StatMixedML / Py-BoostLSS

An extension of Py-Boost to probabilistic modelling
Apache License 2.0
20 stars 0 forks source link

using XGBoostLSS with reticulate and multi-target regression #2

Closed p-schaefer closed 1 year ago

p-schaefer commented 1 year ago

I'm entirely new to python and reticulate, so please bare with me, but I think I got most steps working correctly. I am running into two issues: 1 - trying to predict from a trained model, 2 - how do you generate the DMatix for multi-target regression

So far, I have:

xgboostlss.py<-reticulate::import("xgboostlss")

d1<-mtcars

y_out<-matrix(rnorm(nrow(d1)*3),ncol=3)
colnames(y_out)<-c("a","b",'c')

# I can't get the label argument to take more than 1 column here...
dtrain <- xgboostlss.py$model$xgb$DMatrix(as.matrix(head(d1,25)),label=head(y_out[,1],25)) 
dtest <- xgboost::xgb.DMatrix(as.matrix(tail(d1,7))) #label=tail(y_out[,1],7)

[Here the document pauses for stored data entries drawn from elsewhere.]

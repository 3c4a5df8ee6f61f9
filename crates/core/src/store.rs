// Copyright (C) 2026 Fred Clausen
// Use of this source code is governed by an MIT-style
// license that can be found in the LICENSE file or at
// https://opensource.org/licenses/MIT.

//! Plumbing shared by every store: id generation and change
//! notification.

use std::sync::atomic::{AtomicU64, Ordering};

use time::OffsetDateTime;
use tokio::sync::watch;

/// Generator of unique record identifiers.
///
/// Ids are stringified integers from a monotonic counter seeded with
/// the unix-millisecond timestamp at construction. Uniqueness within
/// a store instance is the only hard requirement; the time seed keeps
/// generated ids disjoint from the small fixed ids in the seed data.
#[derive(Debug)]
pub(crate) struct IdGenerator {
    next: AtomicU64,
}

impl IdGenerator {
    pub(crate) fn new() -> Self {
        let millis = OffsetDateTime::now_utc().unix_timestamp_nanos() / 1_000_000;
        let seed = u64::try_from(millis).unwrap_or(1);
        Self {
            next: AtomicU64::new(seed),
        }
    }

    pub(crate) fn next_id(&self) -> String {
        self.next.fetch_add(1, Ordering::Relaxed).to_string()
    }
}

/// Monotonic revision counter views subscribe to for re-rendering.
///
/// Every observable state change bumps the revision. Subscribers only
/// learn that something changed; they re-read the store's state rather
/// than receiving events, so a slow subscriber never misses the latest
/// state.
#[derive(Debug)]
pub(crate) struct Revision {
    tx: watch::Sender<u64>,
}

impl Revision {
    pub(crate) fn new() -> Self {
        Self {
            tx: watch::Sender::new(0),
        }
    }

    pub(crate) fn bump(&self) {
        self.tx.send_modify(|revision| *revision += 1);
    }

    pub(crate) fn subscribe(&self) -> watch::Receiver<u64> {
        self.tx.subscribe()
    }
}
// Copyright (C) 2026 Fred Clausen
// Use of this source code is governed by an MIT-style
// license that can be found in the LICENSE file or at
// https://opensource.org/licenses/MIT.

#![deny(
    clippy::pedantic,
    clippy::cargo,
    clippy::nursery,
    clippy::style,
    clippy::correctness,
    clippy::all,
    clippy::suspicious,
    clippy::complexity,
    clippy::perf,
    clippy::unwrap_used,
    clippy::expect_used
)]

mod business;
mod environment;
mod error;
mod lease;
mod notification;
mod session;

// Re-export public types
pub use business::{Business, BusinessStatus};
pub use environment::{Environment, EnvironmentStatus};
pub use error::DomainError;
pub use lease::{Contract, EXPIRING_WINDOW_DAYS, LeaseStatus, classify_lease_status};
pub use notification::{Notification, NotificationKind};
pub use session::{Role, Theme, ThemeMode, User};
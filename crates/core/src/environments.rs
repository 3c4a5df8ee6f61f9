// Copyright (C) 2026 Fred Clausen
// Use of this source code is governed by an MIT-style
// license that can be found in the LICENSE file or at
// https://opensource.org/licenses/MIT.

//! Store for rentable environment records.

use std::time::Duration;

use tokio::sync::watch;
use tokio::time::sleep;
use tracing::debug;

use torre_domain::{Environment, EnvironmentStatus};

use crate::seed;
use crate::store::{IdGenerator, Revision};

/// Default simulated latency for [`EnvironmentStore::fetch`].
pub(crate) const FETCH_DELAY: Duration = Duration::from_millis(500);

/// Fields for a new environment; the id is generated by the store.
#[derive(Debug, Clone)]
pub struct EnvironmentDraft {
    pub name: String,
    pub description: String,
    pub status: EnvironmentStatus,
    pub rental_price: u32,
    pub photos: Vec<String>,
    pub area_m2: f64,
    pub floor: i32,
}

/// Partial update with merge semantics: only provided fields change.
#[derive(Debug, Clone, Default)]
pub struct EnvironmentUpdate {
    pub name: Option<String>,
    pub description: Option<String>,
    pub status: Option<EnvironmentStatus>,
    pub rental_price: Option<u32>,
    pub photos: Option<Vec<String>>,
    pub area_m2: Option<f64>,
    pub floor: Option<i32>,
}

/// In-memory collection of rentable environments.
#[derive(Debug)]
pub struct EnvironmentStore {
    environments: Vec<Environment>,
    selected: Option<Environment>,
    is_loading: bool,
    fetch_delay: Duration,
    ids: IdGenerator,
    revision: Revision,
}

impl EnvironmentStore {
    /// Creates an empty store with the default simulated latency.
    #[must_use]
    pub fn new() -> Self {
        Self {
            environments: Vec::new(),
            selected: None,
            is_loading: false,
            fetch_delay: FETCH_DELAY,
            ids: IdGenerator::new(),
            revision: Revision::new(),
        }
    }

    /// Overrides the simulated fetch latency. Tests pass `Duration::ZERO`.
    #[must_use]
    pub const fn with_fetch_delay(mut self, delay: Duration) -> Self {
        self.fetch_delay = delay;
        self
    }

    /// Replaces the collection with the seed dataset after a simulated
    /// network delay.
    ///
    /// The loading flag is set for the duration of the delay. Calling
    /// fetch again overwrites the collection with the same seed data,
    /// so repeated or overlapping fetches are idempotent.
    pub async fn fetch(&mut self) {
        self.is_loading = true;
        self.revision.bump();

        sleep(self.fetch_delay).await;

        self.environments = seed::environments();
        self.is_loading = false;
        debug!(count = self.environments.len(), "Fetched environments");
        self.revision.bump();
    }

    /// Returns the current collection in insertion order.
    #[must_use]
    pub fn environments(&self) -> &[Environment] {
        &self.environments
    }

    /// Returns whether a fetch is in flight.
    #[must_use]
    pub const fn is_loading(&self) -> bool {
        self.is_loading
    }

    /// Adds a new environment and returns its generated id.
    pub fn add(&mut self, draft: EnvironmentDraft) -> String {
        let id = self.ids.next_id();
        self.environments.push(Environment {
            id: id.clone(),
            name: draft.name,
            description: draft.description,
            status: draft.status,
            rental_price: draft.rental_price,
            photos: draft.photos,
            area_m2: draft.area_m2,
            floor: draft.floor,
        });
        debug!(id = %id, "Added environment");
        self.revision.bump();
        id
    }

    /// Merges the provided fields into the environment with the given
    /// id. Unknown ids are silently ignored.
    pub fn update(&mut self, id: &str, update: EnvironmentUpdate) {
        let Some(env) = self.environments.iter_mut().find(|e| e.id == id) else {
            debug!(id, "Update for unknown environment id ignored");
            return;
        };

        if let Some(name) = update.name {
            env.name = name;
        }
        if let Some(description) = update.description {
            env.description = description;
        }
        if let Some(status) = update.status {
            env.status = status;
        }
        if let Some(rental_price) = update.rental_price {
            env.rental_price = rental_price;
        }
        if let Some(photos) = update.photos {
            env.photos = photos;
        }
        if let Some(area_m2) = update.area_m2 {
            env.area_m2 = area_m2;
        }
        if let Some(floor) = update.floor {
            env.floor = floor;
        }
        self.revision.bump();
    }

    /// Removes the environment with the given id. Unknown ids are
    /// silently ignored.
    pub fn delete(&mut self, id: &str) {
        let before = self.environments.len();
        self.environments.retain(|e| e.id != id);
        if self.environments.len() == before {
            debug!(id, "Delete for unknown environment id ignored");
            return;
        }
        debug!(id, "Deleted environment");
        self.revision.bump();
    }

    /// Sets or clears the currently selected environment.
    pub fn select(&mut self, environment: Option<Environment>) {
        self.selected = environment;
        self.revision.bump();
    }

    /// Returns the currently selected environment, if any.
    #[must_use]
    pub const fn selected(&self) -> Option<&Environment> {
        self.selected.as_ref()
    }

    /// Subscribes to revision bumps for reactive re-rendering.
    #[must_use]
    pub fn subscribe(&self) -> watch::Receiver<u64> {
        self.revision.subscribe()
    }
}

impl Default for EnvironmentStore {
    fn default() -> Self {
        Self::new()
    }
}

distribution = xgboostlss.py$distributions$Expectile
reticulate::py_set_attr(distribution,"stabilize",reticulate::r_to_py("MAD"))
reticulate::py_set_attr(distribution,"expectiles",reticulate::r_to_py(c(0.05,0.5, 0.95)))

params = list(eta= 0.05,                   
              max_depth= 5L,
              gamma= 3,
              subsample= 0.5,
              colsample_bytree= 0.5,
              min_child_weight= 100L
)

xgboostlss_model = xgboostlss.py$model$xgboostlss$train(params=reticulate::r_to_py(params),
                                                        dtrain=dtrain,
                                                        dist=distribution,
                                                        num_boost_round=reticulate::r_to_py(10L))

pred_expectile = xgboostlss.py$model$xgboostlss$predict(booster=xgboostlss_model, 
                                                        dtest=dtest, 
                                                        dist=distribution,
                                                        pred_type=reticulate::r_to_py("expectiles"))

Error in py_call_impl(callable, dots$args, dots$keywords) : 
  AttributeError: 'PyCapsule' object has no attribute 'num_row'

Any help would be greatly appreciated.

p-schaefer commented 1 year ago

I just noticed my dtest object wasn't generated by xgboostlss.py$model$xgb$DMatrix(), so that solved the first issue I was having, but I'm still not sure about the second.

StatMixedML commented 1 year ago

@p-schaefer Thanks for your interest in the project.

In its current code-version, the publicly available XGBoostLSS does not support multi-target regression. It is still developmental. I also highlight this in the news section that the support is released soon.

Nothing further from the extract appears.